Wednesday, 3 August 2022

Extending Try/Catch To Handle Custom Exceptions - Part 2

Extending Core C# Object Try/Catch To Display Custom Regular Expression Exceptions - Part 2

By Strictly-Software

This is the second part of our custom Try/Catch overwrite program that is aimed to catch Regular Expression errors that would normally be thrown up by !IsMatch (doesn't match) and so on.
 
So why would you want to do this when the C# .NET RegEx functions already return a true or false or 0 matches etc which you could use for error detection?
 
Well, you can read the first article above this one for info however you may have a case where you have a BOT that is automatically running every day all day on certain sites where the HTML has been worked out and expression especially made to match them. 
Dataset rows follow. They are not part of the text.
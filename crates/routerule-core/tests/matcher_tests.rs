//! Integration tests for domain and address matching

use routerule_core::matcher::{is_ipv4, DomainMatcher, FilterList, FilterRegions, LookupFailurePolicy, MatchReason};
use routerule_core::{CountryLookup, Error, NoLookup, Result, StaticLookup};
use std::net::Ipv4Addr;
use std::sync::atomic::{AtomicUsize, Ordering};
use std::sync::Arc;
use std::thread;

/// Lookup that counts calls and answers from a fixed table
struct CountingLookup {
    calls: AtomicUsize,
    inner: StaticLookup,
}

impl CountingLookup {
    fn new(inner: StaticLookup) -> Self {
        Self {
            calls: AtomicUsize::new(0),
            inner,
        }
    }

    fn calls(&self) -> usize {
        self.calls.load(Ordering::SeqCst)
    }
}

impl CountryLookup for CountingLookup {
    fn country(&self, ip: Ipv4Addr) -> Result<Option<String>> {
        self.calls.fetch_add(1, Ordering::SeqCst);
        self.inner.country(ip)
    }
}

fn cn_lookup() -> StaticLookup {
    StaticLookup::new()
        .with_entry(Ipv4Addr::new(8, 8, 8, 8), "CN")
        .with_entry(Ipv4Addr::new(1, 1, 1, 1), "AU")
}

#[test]
fn test_ipv4_examples() {
    assert!(is_ipv4("1.2.3.4"));
    assert!(!is_ipv4("256.1.1.1"));
    assert!(!is_ipv4("1.2.3"));
    assert!(!is_ipv4("1.2.3.4.5"));
    assert!(!is_ipv4("999.1.1.1"));
    assert!(!is_ipv4("abc"));
}

#[test]
fn test_default_keyword_examples() {
    let matcher = DomainMatcher::default();

    assert!(matcher.match_domain("www.baidu.com"));
    assert!(!matcher.match_domain("example.com"));
    assert!(matcher.match_domain("ddys.pro.example.net"));
    assert!(!matcher.match_domain("QQ.com"));
    assert!(matcher.match_domain("bootstrap.libp2p.io"));
    assert!(matcher.match_domain("z2pyw.com"));
}

#[test]
fn test_region_depends_on_lookup() {
    let matcher = DomainMatcher::builder().lookup(cn_lookup()).build();
    assert!(matcher.match_domain("8.8.8.8"));
    assert!(!matcher.match_domain("1.1.1.1"));

    let matcher = DomainMatcher::builder().lookup(NoLookup).build();
    assert!(!matcher.match_domain("8.8.8.8"));
}

#[test]
fn test_lookup_only_for_addresses() {
    let lookup = Arc::new(CountingLookup::new(cn_lookup()));
    let matcher = DomainMatcher::new(FilterList::default(), FilterRegions::default(), lookup.clone());

    matcher.match_domain("www.baidu.com");
    matcher.match_domain("example.com");
    matcher.match_domain("300.1.1.1");
    assert_eq!(lookup.calls(), 0);

    matcher.match_domain("8.8.8.8");
    matcher.match_domain("1.1.1.1");
    assert_eq!(lookup.calls(), 2);
}

#[test]
fn test_repeated_calls_are_stable() {
    let matcher = DomainMatcher::builder().lookup(cn_lookup()).build();
    for _ in 0..3 {
        assert!(matcher.match_domain("8.8.8.8"));
        assert!(matcher.match_domain("sp1.shifen.com"));
        assert!(!matcher.match_domain("rust-lang.org"));
    }
}

#[test]
fn test_lookup_failure_policies() {
    let failing = |ip: Ipv4Addr| -> Result<Option<String>> { Err(Error::lookup(ip, "geoip database missing")) };

    let open = DomainMatcher::builder().lookup(failing).build();
    let verdict = open.evaluate("8.8.8.8");
    assert!(!verdict.filtered);
    assert_eq!(verdict.reason, MatchReason::LookupFailed);
    // Domains are unaffected by a broken lookup
    assert!(open.match_domain("www.baidu.com"));

    let closed = DomainMatcher::builder()
        .lookup(failing)
        .failure_policy(LookupFailurePolicy::Filter)
        .build();
    assert!(closed.match_domain("8.8.8.8"));
    assert!(!closed.match_domain("example.com"));

    assert!(matches!(open.try_evaluate("8.8.8.8"), Err(Error::Lookup { .. })));
}

#[test]
fn test_lowercase_region_code_does_not_match() {
    let lookup = StaticLookup::new().with_entry(Ipv4Addr::new(8, 8, 8, 8), "cn");
    let matcher = DomainMatcher::builder().lookup(lookup).build();
    assert!(!matcher.match_domain("8.8.8.8"));
}

#[test]
fn test_shared_across_threads() {
    let matcher = Arc::new(DomainMatcher::builder().lookup(cn_lookup()).build());

    let handles: Vec<_> = (0..4)
        .map(|_| {
            let matcher = Arc::clone(&matcher);
            thread::spawn(move || {
                (0..100).all(|_| {
                    matcher.match_domain("8.8.8.8")
                        && matcher.match_domain("blog.csdn.net")
                        && !matcher.match_domain("example.com")
                })
            })
        })
        .collect();

    for handle in handles {
        assert!(handle.join().unwrap());
    }
}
If for example the HTML source changes and the piece of data you are collecting suddenly does not get returned anymore as your expression does not match anything instead of just logging to a file which means scanning and checking for errors once you notice your fully automated 24/7/365 system has stopped working 2 months later. 

Therefore instead of just logging the results of IsMatch you may want to throw up an error and stop the program so that a new expression can be made to match the HTML ASAP without lots of data being missed.
 
If you want more info on the Try/Catch class, read the first example article. Here we build just a basic BOT that is going to utilise the RegExException class we made last time. It is not a perfect BOT, you may get some warnings come up, I did it in VS 2021, and it's a specific BOT as its aims are to get the META Title, Description, and the full source of the URL that is passed into it. 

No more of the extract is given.